[Items listed in a dataset]
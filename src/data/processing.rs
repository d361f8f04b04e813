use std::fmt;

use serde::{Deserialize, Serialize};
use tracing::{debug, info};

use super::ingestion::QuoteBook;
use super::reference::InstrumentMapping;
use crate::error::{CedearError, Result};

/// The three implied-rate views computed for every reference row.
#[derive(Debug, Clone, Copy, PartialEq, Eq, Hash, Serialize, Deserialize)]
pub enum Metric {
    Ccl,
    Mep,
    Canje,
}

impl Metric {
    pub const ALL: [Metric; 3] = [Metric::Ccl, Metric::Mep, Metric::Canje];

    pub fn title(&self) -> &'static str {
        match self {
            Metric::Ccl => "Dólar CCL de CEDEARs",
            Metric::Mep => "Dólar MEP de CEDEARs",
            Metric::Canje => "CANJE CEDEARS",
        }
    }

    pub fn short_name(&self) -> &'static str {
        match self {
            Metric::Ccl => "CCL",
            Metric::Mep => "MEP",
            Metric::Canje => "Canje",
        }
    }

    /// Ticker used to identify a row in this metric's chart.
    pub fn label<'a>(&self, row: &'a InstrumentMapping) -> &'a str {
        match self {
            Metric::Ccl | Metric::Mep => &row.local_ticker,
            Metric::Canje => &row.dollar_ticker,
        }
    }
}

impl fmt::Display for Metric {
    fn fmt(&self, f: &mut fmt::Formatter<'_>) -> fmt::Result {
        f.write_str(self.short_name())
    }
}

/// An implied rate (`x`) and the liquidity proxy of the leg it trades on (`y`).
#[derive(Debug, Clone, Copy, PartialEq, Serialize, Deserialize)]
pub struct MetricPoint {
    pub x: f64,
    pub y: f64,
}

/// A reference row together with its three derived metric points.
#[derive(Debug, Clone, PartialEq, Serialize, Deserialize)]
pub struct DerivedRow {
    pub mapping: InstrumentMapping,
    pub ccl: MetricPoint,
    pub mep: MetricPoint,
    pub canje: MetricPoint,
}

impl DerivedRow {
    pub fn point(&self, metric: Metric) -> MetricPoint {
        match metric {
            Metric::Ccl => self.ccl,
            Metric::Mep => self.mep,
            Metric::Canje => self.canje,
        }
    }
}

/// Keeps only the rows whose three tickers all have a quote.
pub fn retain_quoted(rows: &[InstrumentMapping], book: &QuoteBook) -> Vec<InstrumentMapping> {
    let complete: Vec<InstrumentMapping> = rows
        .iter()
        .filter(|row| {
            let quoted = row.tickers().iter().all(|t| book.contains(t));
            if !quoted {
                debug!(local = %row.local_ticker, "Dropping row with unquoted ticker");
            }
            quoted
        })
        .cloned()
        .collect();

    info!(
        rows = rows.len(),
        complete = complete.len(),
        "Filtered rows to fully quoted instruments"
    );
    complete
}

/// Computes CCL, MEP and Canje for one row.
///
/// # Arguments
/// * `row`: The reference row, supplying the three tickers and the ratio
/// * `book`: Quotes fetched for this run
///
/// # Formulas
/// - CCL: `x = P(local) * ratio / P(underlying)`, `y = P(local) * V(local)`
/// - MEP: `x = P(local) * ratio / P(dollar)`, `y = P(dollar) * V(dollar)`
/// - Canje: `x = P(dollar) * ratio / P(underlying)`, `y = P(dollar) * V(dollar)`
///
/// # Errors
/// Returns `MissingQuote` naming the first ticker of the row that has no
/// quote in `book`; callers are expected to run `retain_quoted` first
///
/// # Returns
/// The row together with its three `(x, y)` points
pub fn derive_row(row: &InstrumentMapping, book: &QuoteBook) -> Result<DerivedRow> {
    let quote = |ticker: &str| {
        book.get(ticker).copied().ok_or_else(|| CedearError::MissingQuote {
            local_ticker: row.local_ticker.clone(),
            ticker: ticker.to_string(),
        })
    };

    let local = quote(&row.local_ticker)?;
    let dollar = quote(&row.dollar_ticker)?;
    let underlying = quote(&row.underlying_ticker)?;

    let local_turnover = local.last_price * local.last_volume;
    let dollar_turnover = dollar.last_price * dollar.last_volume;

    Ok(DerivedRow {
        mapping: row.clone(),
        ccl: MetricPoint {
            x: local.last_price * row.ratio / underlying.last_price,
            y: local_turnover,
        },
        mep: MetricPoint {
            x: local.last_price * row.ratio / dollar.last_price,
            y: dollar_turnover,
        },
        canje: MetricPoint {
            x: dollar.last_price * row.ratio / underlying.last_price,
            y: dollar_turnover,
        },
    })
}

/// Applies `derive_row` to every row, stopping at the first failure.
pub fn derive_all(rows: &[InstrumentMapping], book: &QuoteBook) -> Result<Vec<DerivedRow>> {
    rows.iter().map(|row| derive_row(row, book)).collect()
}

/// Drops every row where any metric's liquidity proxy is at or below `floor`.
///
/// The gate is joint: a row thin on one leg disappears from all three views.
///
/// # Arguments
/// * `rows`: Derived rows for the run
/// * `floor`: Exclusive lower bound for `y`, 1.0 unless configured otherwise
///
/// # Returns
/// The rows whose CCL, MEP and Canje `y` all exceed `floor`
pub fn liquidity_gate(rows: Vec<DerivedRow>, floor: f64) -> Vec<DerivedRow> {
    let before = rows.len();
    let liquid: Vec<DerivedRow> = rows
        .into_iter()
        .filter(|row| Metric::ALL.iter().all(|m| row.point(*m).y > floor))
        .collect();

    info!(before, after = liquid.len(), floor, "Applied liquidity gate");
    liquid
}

...

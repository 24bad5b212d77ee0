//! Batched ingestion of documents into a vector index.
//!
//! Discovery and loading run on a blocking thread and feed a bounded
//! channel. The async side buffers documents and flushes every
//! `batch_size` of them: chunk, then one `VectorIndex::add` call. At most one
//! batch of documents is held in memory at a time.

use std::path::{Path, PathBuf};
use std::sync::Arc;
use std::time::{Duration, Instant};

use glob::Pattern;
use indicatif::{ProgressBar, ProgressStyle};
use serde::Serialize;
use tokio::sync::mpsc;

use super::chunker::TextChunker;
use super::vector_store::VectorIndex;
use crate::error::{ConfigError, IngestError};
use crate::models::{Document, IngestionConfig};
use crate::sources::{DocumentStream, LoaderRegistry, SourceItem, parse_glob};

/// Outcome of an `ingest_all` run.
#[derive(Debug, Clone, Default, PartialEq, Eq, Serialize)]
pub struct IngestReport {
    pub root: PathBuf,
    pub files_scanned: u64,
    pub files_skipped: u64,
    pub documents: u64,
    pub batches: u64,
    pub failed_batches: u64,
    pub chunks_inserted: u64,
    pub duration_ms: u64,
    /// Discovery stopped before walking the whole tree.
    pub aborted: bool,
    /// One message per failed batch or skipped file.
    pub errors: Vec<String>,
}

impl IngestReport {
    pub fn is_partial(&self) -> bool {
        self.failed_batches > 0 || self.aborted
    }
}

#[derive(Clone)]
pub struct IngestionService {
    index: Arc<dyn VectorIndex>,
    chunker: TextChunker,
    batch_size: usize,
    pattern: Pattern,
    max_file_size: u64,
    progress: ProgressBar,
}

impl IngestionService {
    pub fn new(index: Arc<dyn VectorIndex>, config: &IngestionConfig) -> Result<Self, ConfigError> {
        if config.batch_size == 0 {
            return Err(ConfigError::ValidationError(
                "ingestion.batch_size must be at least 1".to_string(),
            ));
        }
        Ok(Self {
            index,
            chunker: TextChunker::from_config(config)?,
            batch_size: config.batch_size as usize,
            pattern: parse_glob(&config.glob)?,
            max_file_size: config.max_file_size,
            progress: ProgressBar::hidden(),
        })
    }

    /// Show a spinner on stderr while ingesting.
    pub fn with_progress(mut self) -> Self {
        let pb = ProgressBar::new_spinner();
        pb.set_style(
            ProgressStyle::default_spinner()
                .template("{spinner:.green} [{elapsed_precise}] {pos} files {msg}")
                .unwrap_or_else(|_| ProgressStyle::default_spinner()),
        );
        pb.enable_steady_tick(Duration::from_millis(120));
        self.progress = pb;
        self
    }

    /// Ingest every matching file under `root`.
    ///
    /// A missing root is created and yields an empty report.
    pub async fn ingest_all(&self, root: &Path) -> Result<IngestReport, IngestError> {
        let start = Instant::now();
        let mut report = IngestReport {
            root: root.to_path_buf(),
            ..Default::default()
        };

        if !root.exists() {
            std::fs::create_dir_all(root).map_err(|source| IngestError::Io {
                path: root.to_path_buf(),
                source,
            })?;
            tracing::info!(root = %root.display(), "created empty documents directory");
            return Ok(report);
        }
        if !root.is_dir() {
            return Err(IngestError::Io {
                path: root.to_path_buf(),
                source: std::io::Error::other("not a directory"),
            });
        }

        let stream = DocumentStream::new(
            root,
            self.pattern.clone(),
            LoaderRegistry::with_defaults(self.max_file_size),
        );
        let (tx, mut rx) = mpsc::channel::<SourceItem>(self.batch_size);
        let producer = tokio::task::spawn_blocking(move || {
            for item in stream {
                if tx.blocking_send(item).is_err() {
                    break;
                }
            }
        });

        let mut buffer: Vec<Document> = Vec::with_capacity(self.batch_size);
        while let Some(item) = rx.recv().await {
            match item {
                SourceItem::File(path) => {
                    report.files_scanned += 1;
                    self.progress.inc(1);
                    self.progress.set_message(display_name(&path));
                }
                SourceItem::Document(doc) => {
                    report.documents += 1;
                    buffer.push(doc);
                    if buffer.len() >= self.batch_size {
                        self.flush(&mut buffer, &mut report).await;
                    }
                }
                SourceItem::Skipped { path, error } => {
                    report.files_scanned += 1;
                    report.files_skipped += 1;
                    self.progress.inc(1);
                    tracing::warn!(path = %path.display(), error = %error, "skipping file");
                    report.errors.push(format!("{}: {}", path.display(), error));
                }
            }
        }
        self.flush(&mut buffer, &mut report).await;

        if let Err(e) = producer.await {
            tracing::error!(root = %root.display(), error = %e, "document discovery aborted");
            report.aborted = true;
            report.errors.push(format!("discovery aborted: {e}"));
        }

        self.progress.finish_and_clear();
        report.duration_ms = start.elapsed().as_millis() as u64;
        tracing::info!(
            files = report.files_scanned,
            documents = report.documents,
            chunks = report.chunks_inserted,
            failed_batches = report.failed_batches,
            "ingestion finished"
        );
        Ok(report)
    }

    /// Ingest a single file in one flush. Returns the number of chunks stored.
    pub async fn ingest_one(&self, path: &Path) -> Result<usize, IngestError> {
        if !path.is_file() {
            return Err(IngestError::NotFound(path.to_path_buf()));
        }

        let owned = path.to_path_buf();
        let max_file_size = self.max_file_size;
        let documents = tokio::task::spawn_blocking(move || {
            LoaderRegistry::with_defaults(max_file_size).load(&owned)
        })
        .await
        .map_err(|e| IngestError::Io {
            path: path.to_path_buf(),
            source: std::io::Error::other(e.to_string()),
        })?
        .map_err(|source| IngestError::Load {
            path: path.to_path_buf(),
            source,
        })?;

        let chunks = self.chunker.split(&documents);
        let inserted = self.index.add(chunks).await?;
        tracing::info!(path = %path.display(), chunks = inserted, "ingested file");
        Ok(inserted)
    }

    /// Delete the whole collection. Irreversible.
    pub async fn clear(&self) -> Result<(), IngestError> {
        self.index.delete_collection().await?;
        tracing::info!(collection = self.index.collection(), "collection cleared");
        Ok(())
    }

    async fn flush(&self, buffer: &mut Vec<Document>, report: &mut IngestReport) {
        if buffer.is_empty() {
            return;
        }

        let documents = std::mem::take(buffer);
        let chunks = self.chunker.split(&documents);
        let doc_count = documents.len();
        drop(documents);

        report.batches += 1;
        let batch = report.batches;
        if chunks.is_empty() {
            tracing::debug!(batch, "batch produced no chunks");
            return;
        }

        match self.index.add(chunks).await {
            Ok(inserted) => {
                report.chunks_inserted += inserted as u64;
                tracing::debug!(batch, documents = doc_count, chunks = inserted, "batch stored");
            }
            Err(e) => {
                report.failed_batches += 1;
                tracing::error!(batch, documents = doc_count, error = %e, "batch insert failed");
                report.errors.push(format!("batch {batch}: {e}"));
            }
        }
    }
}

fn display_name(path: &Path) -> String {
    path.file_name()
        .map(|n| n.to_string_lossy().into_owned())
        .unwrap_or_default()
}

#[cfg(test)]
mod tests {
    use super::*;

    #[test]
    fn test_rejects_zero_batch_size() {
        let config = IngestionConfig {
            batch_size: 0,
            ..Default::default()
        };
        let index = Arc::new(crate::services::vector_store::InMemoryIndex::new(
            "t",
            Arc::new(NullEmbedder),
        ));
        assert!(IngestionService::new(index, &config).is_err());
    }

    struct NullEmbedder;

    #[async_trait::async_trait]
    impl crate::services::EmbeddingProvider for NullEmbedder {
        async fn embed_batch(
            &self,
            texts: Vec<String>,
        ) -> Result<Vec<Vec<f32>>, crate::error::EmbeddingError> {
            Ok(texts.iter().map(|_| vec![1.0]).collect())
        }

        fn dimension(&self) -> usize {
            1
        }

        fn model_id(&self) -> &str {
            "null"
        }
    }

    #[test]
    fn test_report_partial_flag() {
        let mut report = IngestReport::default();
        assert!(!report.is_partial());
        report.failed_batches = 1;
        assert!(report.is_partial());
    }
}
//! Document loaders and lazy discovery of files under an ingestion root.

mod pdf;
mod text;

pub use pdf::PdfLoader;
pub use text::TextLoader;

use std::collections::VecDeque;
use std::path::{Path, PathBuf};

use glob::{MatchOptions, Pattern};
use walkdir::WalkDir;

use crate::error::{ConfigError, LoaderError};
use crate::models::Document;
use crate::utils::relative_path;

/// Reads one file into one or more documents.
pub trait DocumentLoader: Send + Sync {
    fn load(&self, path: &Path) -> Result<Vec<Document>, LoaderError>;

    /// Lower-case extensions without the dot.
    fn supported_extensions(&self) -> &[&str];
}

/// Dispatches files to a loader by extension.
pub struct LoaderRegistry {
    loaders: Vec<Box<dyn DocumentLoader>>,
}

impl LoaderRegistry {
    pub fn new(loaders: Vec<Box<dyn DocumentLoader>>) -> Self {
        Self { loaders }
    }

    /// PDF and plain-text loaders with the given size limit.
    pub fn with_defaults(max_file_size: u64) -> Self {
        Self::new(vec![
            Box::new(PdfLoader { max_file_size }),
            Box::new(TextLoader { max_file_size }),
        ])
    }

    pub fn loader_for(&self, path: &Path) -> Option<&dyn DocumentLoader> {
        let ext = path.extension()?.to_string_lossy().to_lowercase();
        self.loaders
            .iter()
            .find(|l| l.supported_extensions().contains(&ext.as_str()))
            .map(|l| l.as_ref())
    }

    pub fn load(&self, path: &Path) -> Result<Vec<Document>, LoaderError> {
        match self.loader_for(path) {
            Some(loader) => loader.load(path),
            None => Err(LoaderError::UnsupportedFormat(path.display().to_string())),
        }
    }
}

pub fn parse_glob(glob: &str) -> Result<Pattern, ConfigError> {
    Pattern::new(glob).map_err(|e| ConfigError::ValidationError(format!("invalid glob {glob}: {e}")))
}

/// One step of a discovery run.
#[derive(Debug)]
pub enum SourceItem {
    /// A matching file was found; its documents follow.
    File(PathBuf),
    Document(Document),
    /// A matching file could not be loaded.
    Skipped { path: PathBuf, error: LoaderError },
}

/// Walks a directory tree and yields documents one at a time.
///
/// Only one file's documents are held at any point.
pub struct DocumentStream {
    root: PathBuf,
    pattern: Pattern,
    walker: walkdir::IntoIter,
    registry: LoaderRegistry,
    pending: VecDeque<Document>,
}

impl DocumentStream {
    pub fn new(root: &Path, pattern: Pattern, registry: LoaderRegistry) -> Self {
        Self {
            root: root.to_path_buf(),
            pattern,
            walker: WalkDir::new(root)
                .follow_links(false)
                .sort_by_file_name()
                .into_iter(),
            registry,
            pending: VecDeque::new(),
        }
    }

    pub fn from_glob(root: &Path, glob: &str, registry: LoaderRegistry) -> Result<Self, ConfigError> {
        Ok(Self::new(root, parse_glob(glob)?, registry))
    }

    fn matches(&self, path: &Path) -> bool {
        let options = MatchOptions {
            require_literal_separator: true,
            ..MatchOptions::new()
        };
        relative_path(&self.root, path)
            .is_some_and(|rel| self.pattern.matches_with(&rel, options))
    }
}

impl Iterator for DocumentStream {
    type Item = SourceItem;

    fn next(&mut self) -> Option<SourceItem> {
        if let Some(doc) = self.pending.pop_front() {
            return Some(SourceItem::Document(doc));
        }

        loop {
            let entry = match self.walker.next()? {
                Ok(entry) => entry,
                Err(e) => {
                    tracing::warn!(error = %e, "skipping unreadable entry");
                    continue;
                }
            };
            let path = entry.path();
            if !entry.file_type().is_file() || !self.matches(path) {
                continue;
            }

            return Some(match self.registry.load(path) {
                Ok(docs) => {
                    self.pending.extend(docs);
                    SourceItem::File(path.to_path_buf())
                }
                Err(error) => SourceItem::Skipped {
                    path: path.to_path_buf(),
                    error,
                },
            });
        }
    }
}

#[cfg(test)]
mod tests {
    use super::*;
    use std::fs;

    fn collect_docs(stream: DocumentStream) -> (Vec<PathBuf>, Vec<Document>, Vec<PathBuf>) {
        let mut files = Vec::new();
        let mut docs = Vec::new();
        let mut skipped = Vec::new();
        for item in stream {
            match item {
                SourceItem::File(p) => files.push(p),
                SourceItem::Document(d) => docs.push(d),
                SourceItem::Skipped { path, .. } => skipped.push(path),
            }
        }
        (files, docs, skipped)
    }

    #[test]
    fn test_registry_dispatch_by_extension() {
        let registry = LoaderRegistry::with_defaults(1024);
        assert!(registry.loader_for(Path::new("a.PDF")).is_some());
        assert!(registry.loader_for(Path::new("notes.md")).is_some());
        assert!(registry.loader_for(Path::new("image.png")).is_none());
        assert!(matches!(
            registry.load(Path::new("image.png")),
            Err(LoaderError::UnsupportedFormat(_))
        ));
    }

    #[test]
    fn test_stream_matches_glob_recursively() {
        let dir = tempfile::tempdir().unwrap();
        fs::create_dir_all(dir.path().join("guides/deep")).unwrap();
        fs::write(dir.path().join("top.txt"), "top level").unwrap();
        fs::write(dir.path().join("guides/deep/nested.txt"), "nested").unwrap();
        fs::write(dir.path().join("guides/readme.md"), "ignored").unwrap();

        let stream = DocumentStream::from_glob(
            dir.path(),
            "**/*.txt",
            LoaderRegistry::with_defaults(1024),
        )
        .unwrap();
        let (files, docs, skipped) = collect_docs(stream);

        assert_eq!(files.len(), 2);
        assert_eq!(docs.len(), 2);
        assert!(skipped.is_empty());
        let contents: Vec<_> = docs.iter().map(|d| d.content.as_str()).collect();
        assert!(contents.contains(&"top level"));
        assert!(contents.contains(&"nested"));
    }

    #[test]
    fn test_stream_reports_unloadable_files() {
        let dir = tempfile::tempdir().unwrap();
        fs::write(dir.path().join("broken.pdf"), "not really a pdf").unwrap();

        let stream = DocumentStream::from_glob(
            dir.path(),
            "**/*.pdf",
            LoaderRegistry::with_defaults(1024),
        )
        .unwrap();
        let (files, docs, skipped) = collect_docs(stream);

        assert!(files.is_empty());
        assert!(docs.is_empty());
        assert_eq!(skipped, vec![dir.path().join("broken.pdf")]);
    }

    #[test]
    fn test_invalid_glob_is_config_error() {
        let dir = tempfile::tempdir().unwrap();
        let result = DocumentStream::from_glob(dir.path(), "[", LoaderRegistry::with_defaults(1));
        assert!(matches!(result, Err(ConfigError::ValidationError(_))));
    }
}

---

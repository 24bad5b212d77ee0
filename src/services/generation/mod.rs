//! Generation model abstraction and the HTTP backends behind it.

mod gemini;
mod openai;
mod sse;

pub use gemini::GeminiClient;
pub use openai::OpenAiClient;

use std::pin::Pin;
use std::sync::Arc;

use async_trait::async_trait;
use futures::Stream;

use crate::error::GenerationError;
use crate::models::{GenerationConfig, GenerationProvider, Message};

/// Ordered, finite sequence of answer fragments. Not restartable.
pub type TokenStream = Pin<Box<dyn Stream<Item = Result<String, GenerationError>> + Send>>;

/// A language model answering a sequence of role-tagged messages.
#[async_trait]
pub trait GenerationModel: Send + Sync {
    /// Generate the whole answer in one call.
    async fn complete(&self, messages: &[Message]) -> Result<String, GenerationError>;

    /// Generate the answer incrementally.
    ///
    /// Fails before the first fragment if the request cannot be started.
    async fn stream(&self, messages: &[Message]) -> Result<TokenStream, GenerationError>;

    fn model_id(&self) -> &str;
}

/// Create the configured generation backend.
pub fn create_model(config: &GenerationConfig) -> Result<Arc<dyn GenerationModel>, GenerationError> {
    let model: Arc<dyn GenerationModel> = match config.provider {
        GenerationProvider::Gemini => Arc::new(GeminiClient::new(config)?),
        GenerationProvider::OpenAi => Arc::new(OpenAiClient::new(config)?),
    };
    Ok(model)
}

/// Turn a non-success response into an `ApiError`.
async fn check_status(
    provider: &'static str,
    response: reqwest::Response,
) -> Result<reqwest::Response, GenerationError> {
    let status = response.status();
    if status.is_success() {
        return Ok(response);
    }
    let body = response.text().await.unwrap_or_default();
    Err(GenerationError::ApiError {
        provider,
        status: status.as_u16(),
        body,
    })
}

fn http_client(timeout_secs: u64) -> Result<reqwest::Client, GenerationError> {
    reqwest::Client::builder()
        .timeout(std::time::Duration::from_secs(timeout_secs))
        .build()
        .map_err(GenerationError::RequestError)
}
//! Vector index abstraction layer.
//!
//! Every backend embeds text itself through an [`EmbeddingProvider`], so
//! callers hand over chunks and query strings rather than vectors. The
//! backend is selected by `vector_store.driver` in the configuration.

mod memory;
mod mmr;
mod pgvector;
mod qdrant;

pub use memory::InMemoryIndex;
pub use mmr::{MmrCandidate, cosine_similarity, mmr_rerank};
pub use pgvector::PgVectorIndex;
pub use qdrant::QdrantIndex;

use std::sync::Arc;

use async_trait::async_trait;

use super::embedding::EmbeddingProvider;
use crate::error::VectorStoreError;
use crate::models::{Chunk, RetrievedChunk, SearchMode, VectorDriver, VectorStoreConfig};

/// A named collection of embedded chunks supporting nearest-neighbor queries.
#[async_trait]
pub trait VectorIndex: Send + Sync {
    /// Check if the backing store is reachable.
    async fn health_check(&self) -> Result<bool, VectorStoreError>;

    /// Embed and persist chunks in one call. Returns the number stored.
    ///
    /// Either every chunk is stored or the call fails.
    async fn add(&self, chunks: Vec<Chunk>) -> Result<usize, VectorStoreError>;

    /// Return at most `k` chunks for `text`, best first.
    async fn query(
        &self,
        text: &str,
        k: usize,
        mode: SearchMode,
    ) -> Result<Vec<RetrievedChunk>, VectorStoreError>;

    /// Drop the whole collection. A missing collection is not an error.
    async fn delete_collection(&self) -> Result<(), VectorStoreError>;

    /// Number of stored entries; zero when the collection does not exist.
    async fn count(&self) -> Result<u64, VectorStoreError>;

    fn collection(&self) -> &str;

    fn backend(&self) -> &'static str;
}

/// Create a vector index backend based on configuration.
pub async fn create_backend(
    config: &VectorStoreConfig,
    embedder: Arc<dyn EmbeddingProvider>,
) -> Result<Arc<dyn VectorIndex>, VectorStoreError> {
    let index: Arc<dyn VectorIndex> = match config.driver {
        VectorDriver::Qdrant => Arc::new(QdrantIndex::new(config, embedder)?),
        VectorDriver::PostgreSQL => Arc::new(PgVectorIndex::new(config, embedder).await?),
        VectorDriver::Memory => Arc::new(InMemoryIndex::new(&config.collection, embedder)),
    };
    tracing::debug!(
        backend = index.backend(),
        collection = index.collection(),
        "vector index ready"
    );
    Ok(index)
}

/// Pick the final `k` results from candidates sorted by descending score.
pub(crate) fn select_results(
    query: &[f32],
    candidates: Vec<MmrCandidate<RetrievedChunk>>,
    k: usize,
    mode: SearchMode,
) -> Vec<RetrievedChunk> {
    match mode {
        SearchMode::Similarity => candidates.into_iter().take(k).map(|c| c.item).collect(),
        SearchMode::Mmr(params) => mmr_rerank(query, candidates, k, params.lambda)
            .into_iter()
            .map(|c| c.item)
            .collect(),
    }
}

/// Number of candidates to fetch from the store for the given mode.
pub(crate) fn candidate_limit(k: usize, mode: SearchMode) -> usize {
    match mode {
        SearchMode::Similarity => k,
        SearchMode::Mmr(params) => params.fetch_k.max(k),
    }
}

▸ YOUR INSTRUCTIONS
Copy every line from the records above that contains the word "EmbeddingProvider".

▸ FINISHED EXERCISE
    impl crate::services::EmbeddingProvider for NullEmbedder {
//! Every backend embeds text itself through an [`EmbeddingProvider`], so
use super::embedding::EmbeddingProvider;
    embedder: Arc<dyn EmbeddingProvider>,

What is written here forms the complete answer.